Pada tahap pertumbuhan awal selama 1 hingga 6 bulan pertama, siram bibit zaitun sebanyak 5 liter air per pohon setiap 2 hari sekali pada musim kemarau, dan kurangi menjadi 1 minggu sekali pada musim hujan untuk mencegah pembusukan akar. Pohon zaitun sangat rentan terhadap genangan air, sehingga pembuatan guludan setinggi 30 sentimeter dan saluran drainase di sekeliling area tanam wajib disiapkan sebelum memasuki puncak musim hujan di bulan November hingga Februari.
Pemupukan susulan dilakukan setiap 3 bulan sekali menggunakan 250 gram pupuk NPK seimbang pada tahun pertama, kemudian ditingkatkan menjadi 500 gram per pohon pada tahun kedua dan ketiga. Lakukan pemangkasan bentuk pada akhir musim hujan dengan menyisakan 3 hingga 4 cabang utama agar tajuk pohon terbuka dan mendapat paparan sinar matahari minimal 8 jam sehari.
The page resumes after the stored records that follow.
pub use rectools_core::RecursionError;

pub use anstream::eprintln;
pub use anstream::println;
pub use color_eyre::eyre::{eyre, Context, OptionExt, Result};
pub use std::format as f;
pub fn new_table() -> prettytable::Table {
    let mut table = prettytable::Table::new();

    let format = prettytable::format::FormatBuilder::new()
        .padding(1, 1)
        .build();

    table.set_format(format);

    table
}
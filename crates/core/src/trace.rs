//! Call-trace events for the traced recursion entry points
//!
//! The tutorial form of these algorithms narrates itself: one line on entry,
//! one line per base case, one line per computed return. This module keeps
//! that narration as data so the core stays pure. A traced function pushes
//! events into a caller-supplied `FnMut(TraceEvent)` sink; the shell chooses
//! between streaming them to the console, embedding them in JSON output, or
//! dropping them.

use serde::Serialize;

/// One step in a recursive computation.
#[derive(Debug, Clone, PartialEq, Eq, Serialize)]
#[serde(tag = "kind", rename_all = "snake_case")]
pub enum TraceEvent {
    /// A call frame was entered with argument `n`.
    Enter { function: &'static str, n: i64 },
    /// A base case resolved directly to `value`.
    BaseCase {
        function: &'static str,
        n: i64,
        value: u64,
    },
    /// A recursive case combined its sub-results into `value`.
    Computed {
        function: &'static str,
        n: i64,
        value: u64,
    },
}

impl std::fmt::Display for TraceEvent {
    fn fmt(&self, f: &mut std::fmt::Formatter<'_>) -> std::fmt::Result {
        match self {
            TraceEvent::Enter { function, n } => write!(f, "Entering {}({})", function, n),
            TraceEvent::BaseCase { function, n, value } => {
                write!(f, "Base case reached: {}({}) = {}", function, n, value)
            }
            TraceEvent::Computed { function, n, value } => {
                write!(f, "Computed {}({}) = {}", function, n, value)
            }
        }
    }
}

#[cfg(test)]
mod tests {
    use super::*;

    #[test]
    fn test_display_enter() {
        let event = TraceEvent::Enter {
            function: "factorial",
            n: 5,
        };
        assert_eq!(event.to_string(), "Entering factorial(5)");
    }

    #[test]
    fn test_display_base_case() {
        let event = TraceEvent::BaseCase {
            function: "fibonacci",
            n: 0,
            value: 0,
        };
        assert_eq!(event.to_string(), "Base case reached: fibonacci(0) = 0");
    }

    #[test]
    fn test_display_computed() {
        let event = TraceEvent::Computed {
            function: "factorial",
            n: 5,
            value: 120,
        };
        assert_eq!(event.to_string(), "Computed factorial(5) = 120");
    }
}
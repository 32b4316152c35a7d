//! Fibonacci numbers by naive double recursion
//!
//! The naive form is deliberately unmemoized: the point of the demonstration
//! is the exponential call tree, so `fibonacci(n)` really does recompute
//! every subproblem. [`fibonacci_memoized`] exists as a separate variant for
//! comparing values (and runtimes) against the naive form, never as a
//! drop-in replacement for it.

use std::collections::HashMap;

use crate::trace::TraceEvent;
use crate::RecursionError;

const FUNCTION: &str = "fibonacci";

/// Largest index whose Fibonacci number fits in a u64.
pub const MAX_U64_INDEX: i64 = 93;

/// Compute the nth Fibonacci number by naive double recursion.
///
/// Base cases: `fibonacci(0) = 0`, `fibonacci(1) = 1`.
/// Recursive case: `fibonacci(n) = fibonacci(n - 1) + fibonacci(n - 2)`.
///
/// Runs in exponential time. Callers are expected to keep `n` small; the
/// CLI refuses anything above 35 on this path.
pub fn fibonacci(n: i64) -> Result<u64, RecursionError> {
    fibonacci_traced(n, &mut |_| {})
}

/// Compute the nth Fibonacci number, reporting each call frame to `trace`.
///
/// The `n - 1` subtree is fully explored before the `n - 2` subtree, so the
/// event stream makes the repeated subproblems visible.
pub fn fibonacci_traced(
    n: i64,
    trace: &mut dyn FnMut(TraceEvent),
) -> Result<u64, RecursionError> {
    trace(TraceEvent::Enter { function: FUNCTION, n });

    if n < 0 {
        return Err(RecursionError::NegativeInput { function: FUNCTION, n });
    }

    if n > MAX_U64_INDEX {
        return Err(RecursionError::Overflow { function: FUNCTION, n });
    }

    if n <= 1 {
        let value = n as u64;
        trace(TraceEvent::BaseCase {
            function: FUNCTION,
            n,
            value,
        });
        return Ok(value);
    }

    let left = fibonacci_traced(n - 1, trace)?;
    let right = fibonacci_traced(n - 2, trace)?;
    let value = left
        .checked_add(right)
        .ok_or(RecursionError::Overflow { function: FUNCTION, n })?;

    trace(TraceEvent::Computed {
        function: FUNCTION,
        n,
        value,
    });

    Ok(value)
}

/// Compute the nth Fibonacci number with memoization.
///
/// Linear in `n` instead of exponential, so the whole u64 range is
/// reachable: fibonacci(93) is the last value that fits, fibonacci(94)
/// fails with `RecursionError::Overflow`.
pub fn fibonacci_memoized(n: i64) -> Result<u64, RecursionError> {
    if n < 0 {
        return Err(RecursionError::NegativeInput { function: FUNCTION, n });
    }

    // The memo recursion is n frames deep; past the last index that fits in
    // a u64 there is nothing to compute, so refuse before descending.
    if n > MAX_U64_INDEX {
        return Err(RecursionError::Overflow { function: FUNCTION, n });
    }

    let mut memo = HashMap::new();
    fibonacci_memo(n, &mut memo)
}

fn fibonacci_memo(n: i64, memo: &mut HashMap<i64, u64>) -> Result<u64, RecursionError> {
    if n <= 1 {
        return Ok(n as u64);
    }

    if let Some(&value) = memo.get(&n) {
        return Ok(value);
    }

    let left = fibonacci_memo(n - 1, memo)?;
    let right = fibonacci_memo(n - 2, memo)?;
    let value = left
        .checked_add(right)
        .ok_or(RecursionError::Overflow { function: FUNCTION, n })?;

    memo.insert(n, value);
    Ok(value)
}

#[cfg(test)]
mod tests {
    use super::*;

    // Reference values for n in 0..=15.
    const REFERENCE: [u64; 16] = [0, 1, 1, 2, 3, 5, 8, 13, 21, 34, 55, 89, 144, 233, 377, 610];

    // ============================================================================
    // fibonacci (naive) tests
    // ============================================================================

    #[test]
    fn test_fibonacci_matches_reference_sequence() {
        for (n, expected) in REFERENCE.iter().enumerate() {
            assert_eq!(fibonacci(n as i64).unwrap(), *expected);
        }
    }

    #[test]
    fn test_fibonacci_of_seven() {
        assert_eq!(fibonacci(7).unwrap(), 13);
    }

    #[test]
    fn test_fibonacci_negative_input() {
        assert_eq!(
            fibonacci(-3),
            Err(RecursionError::NegativeInput {
                function: "fibonacci",
                n: -3
            })
        );
    }

    #[test]
    fn test_fibonacci_trace_order() {
        let mut events = Vec::new();
        let value = fibonacci_traced(2, &mut |event| events.push(event)).unwrap();

        assert_eq!(value, 1);
        assert_eq!(
            events,
            vec![
                TraceEvent::Enter {
                    function: "fibonacci",
                    n: 2
                },
                TraceEvent::Enter {
                    function: "fibonacci",
                    n: 1
                },
                TraceEvent::BaseCase {
                    function: "fibonacci",
                    n: 1,
                    value: 1
                },
                TraceEvent::Enter {
                    function: "fibonacci",
                    n: 0
                },
                TraceEvent::BaseCase {
                    function: "fibonacci",
                    n: 0,
                    value: 0
                },
                TraceEvent::Computed {
                    function: "fibonacci",
                    n: 2,
                    value: 1
                },
            ]
        );
    }

    #[test]
    fn test_fibonacci_trace_revisits_subproblems() {
        // fibonacci(4) computes fibonacci(2) twice; the trace shows both.
        let mut entries_for_two = 0;
        fibonacci_traced(4, &mut |event| {
            if matches!(event, TraceEvent::Enter { n: 2, .. }) {
                entries_for_two += 1;
            }
        })
        .unwrap();

        assert_eq!(entries_for_two, 2);
    }

    // ============================================================================
    // fibonacci_memoized tests
    // ============================================================================

    #[test]
    fn test_memoized_agrees_with_naive() {
        for n in 0..=20 {
            assert_eq!(fibonacci_memoized(n).unwrap(), fibonacci(n).unwrap());
        }
    }

    #[test]
    fn test_memoized_reaches_largest_u64_fibonacci() {
        assert_eq!(fibonacci_memoized(93).unwrap(), 12_200_160_415_121_876_738);
    }

    #[test]
    fn test_memoized_overflow() {
        assert_eq!(
            fibonacci_memoized(94),
            Err(RecursionError::Overflow {
                function: "fibonacci",
                n: 94
            })
        );
    }

    #[test]
    fn test_memoized_overflow_rejected_before_recursing() {
        assert_eq!(
            fibonacci_memoized(10_000),
            Err(RecursionError::Overflow {
                function: "fibonacci",
                n: 10_000
            })
        );
    }

    #[test]
    fn test_memoized_negative_input() {
        assert_eq!(
            fibonacci_memoized(-1),
            Err(RecursionError::NegativeInput {
                function: "fibonacci",
                n: -1
            })
        );
    }
}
Pemangkasan ini juga merangsang pembentukan tunas generatif baru yang akan menghasilkan bunga.
Pohon zaitun hasil perbanyakan vegetatif biasanya mulai belajar berbuah pada umur 3 hingga 4 tahun setelah tanam. Buah zaitun siap dipanen saat warnanya berubah dari hijau muda menjadi kekuningan atau kehitaman, yang umumnya berlangsung 6 hingga 8 bulan setelah pembuangan bunga. Proses pemanenan dilakukan secara manual dengan memetik langsung menggunakan tangan atau memotong tangkai buah agar tidak merusak dompolan bunga untuk periode pembuahan berikutnya.